■ Exercise instructions
The lines from the start of the records below through the line containing "sorted before validation." are to be copied exactly, both ends included, with nothing added.

(Stored data)
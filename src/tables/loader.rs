//! Load interest tables from CSV
//!
//! Expected header: `installments,full_rate,half_rate`

use serde::Deserialize;
use std::fs::File;
use std::io::Read;
use std::path::Path;

use super::{InterestTable, RatePair, TableError};

#[derive(Debug, Deserialize)]
struct RateRecord {
    installments: u32,
    full_rate: f64,
    half_rate: f64,
}

/// Load and validate an interest table from a CSV file
pub fn load_table<P: AsRef<Path>>(path: P) -> Result<InterestTable, TableError> {
    let path = path.as_ref();
    let file = File::open(path)?;
    let table = load_table_from_reader(file)?;
    log::info!("Loaded interest table with {} entries from {}", table.len(), path.display());
    Ok(table)
}

/// Load and validate an interest table from any CSV reader.
/// Rows may appear in any order; they are sorted before validation.
pub fn load_table_from_reader<R: Read>(reader: R) -> Result<InterestTable, TableError> {
    let mut rdr = csv::ReaderBuilder::new()
        .trim(csv::Trim::All)
        .from_reader(reader);

    let mut entries = Vec::new();
    for result in rdr.deserialize() {
        let record: RateRecord = result?;
        entries.push((record.installments, RatePair::new(record.full_rate, record.half_rate)));
    }
    entries.sort_by_key(|(count, _)| *count);

    InterestTable::new(entries)
}

#[cfg(test)]
mod tests {
    use super::*;
    use crate::tables::TableSelector;

    #[test]
    fn test_load_from_reader() {
        let data = "installments,full_rate,half_rate\n\
                    3, 15.5, 8\n\
                    2, 12, 6\n\
                    4, 19, 10\n";
        let table = load_table_from_reader(data.as_bytes()).unwrap();

        assert_eq!(table.len(), 3);
        assert_eq!(table.rate(2, TableSelector::Full), Some(12.0));
        assert_eq!(table.rate(3, TableSelector::Full), Some(15.5));
        assert_eq!(table.rate(4, TableSelector::Half), Some(10.0));
    }

    #[test]
    fn test_load_rejects_invalid_rows() {
        let bad_number = "installments,full_rate,half_rate\n2,abc,6\n";
        assert!(matches!(load_table_from_reader(bad_number.as_bytes()), Err(TableError::Csv(_))));

        let gap = "installments,full_rate,half_rate\n2,12,6\n5,20,10\n";
        assert!(matches!(
            load_table_from_reader(gap.as_bytes()),
            Err(TableError::NonContiguous { expected: 3, found: 5 })
        ));
    }

    #[test]
    fn test_load_missing_file() {
        let result = load_table("/nonexistent/rates.csv");
        assert!(matches!(result, Err(TableError::Io(_))));
    }
}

■ Written answer
filename src/tables/loader.rs
//! Load interest tables from CSV
//!
//! Expected header: `installments,full_rate,half_rate`

use serde::Deserialize;
use std::fs::File;
use std::io::Read;
use std::path::Path;

use super::{InterestTable, RatePair, TableError};

#[derive(Debug, Deserialize)]
struct RateRecord {
    installments: u32,
    full_rate: f64,
    half_rate: f64,
}

/// Load and validate an interest table from a CSV file
pub fn load_table<P: AsRef<Path>>(path: P) -> Result<InterestTable, TableError> {
    let path = path.as_ref();
    let file = File::open(path)?;
    let table = load_table_from_reader(file)?;
    log::info!("Loaded interest table with {} entries from {}", table.len(), path.display());
    Ok(table)
}

/// Load and validate an interest table from any CSV reader.
/// Rows may appear in any order; they are sorted before validation.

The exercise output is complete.